## [WHAT YOU WILL DO]
Check the listing below line by line and report how many lines hold "String", with no other words.

## [DATA EXCERPTS]
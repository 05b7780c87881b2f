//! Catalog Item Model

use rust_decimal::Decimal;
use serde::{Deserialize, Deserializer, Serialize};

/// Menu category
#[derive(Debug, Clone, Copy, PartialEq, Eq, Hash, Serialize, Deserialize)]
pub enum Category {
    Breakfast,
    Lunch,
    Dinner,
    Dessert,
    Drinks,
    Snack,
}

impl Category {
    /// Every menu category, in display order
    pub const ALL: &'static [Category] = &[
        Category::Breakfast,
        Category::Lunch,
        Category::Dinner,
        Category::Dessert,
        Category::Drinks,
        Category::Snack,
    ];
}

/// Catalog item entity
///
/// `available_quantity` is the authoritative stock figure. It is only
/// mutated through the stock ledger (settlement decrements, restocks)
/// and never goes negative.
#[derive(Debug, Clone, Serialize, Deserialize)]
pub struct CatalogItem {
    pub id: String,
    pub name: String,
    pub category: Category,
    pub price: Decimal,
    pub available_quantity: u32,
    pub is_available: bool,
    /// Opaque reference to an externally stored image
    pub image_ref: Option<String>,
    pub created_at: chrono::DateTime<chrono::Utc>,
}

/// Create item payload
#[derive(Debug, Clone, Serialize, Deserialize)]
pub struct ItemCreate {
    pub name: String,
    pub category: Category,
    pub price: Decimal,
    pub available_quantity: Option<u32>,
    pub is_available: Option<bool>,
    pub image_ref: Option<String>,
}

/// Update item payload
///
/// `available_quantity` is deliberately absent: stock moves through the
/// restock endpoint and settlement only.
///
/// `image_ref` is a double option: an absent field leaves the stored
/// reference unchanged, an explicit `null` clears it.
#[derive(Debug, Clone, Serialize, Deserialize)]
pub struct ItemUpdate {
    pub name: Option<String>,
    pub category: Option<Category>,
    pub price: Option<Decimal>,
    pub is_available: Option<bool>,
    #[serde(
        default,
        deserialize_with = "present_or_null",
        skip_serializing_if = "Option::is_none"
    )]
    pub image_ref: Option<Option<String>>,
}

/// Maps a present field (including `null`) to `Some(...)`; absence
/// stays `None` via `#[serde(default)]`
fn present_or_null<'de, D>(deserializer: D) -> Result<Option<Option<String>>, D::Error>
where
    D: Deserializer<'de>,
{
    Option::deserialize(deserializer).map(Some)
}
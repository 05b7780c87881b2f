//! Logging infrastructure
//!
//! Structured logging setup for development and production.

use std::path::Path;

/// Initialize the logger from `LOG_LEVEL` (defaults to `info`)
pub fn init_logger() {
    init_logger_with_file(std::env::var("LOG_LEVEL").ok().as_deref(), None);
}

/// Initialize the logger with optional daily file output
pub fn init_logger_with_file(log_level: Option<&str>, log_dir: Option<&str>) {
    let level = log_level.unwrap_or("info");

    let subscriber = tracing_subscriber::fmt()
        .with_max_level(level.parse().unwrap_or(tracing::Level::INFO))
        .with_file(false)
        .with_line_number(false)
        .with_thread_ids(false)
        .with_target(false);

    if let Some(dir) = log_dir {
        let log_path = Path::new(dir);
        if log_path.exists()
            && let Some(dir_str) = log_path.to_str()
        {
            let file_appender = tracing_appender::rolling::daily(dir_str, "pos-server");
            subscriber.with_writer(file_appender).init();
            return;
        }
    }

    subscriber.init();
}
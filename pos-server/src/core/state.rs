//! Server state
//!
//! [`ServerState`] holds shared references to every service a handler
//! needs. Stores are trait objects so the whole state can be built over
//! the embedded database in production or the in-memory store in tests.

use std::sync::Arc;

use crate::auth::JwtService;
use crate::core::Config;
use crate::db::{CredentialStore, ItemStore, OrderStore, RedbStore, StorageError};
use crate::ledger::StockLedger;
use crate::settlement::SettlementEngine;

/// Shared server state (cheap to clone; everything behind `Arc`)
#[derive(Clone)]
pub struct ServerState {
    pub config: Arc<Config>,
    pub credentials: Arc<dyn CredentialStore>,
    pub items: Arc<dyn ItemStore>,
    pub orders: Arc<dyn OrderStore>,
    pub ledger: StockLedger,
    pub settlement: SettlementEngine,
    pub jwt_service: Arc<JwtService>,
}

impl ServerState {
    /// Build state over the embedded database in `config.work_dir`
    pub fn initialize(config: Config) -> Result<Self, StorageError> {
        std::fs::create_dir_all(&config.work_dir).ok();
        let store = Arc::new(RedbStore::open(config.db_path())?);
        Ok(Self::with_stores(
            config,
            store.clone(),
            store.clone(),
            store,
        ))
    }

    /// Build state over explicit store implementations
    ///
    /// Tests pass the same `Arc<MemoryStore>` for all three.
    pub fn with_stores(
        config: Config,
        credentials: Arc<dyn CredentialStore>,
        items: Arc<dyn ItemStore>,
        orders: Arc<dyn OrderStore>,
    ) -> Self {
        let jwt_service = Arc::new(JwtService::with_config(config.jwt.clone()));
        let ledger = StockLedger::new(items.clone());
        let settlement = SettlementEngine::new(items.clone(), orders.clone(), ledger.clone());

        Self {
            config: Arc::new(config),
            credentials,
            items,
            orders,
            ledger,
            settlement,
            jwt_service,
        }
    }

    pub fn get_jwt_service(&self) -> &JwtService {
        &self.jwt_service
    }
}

## [SOLUTION TO THIS EXERCISE]
8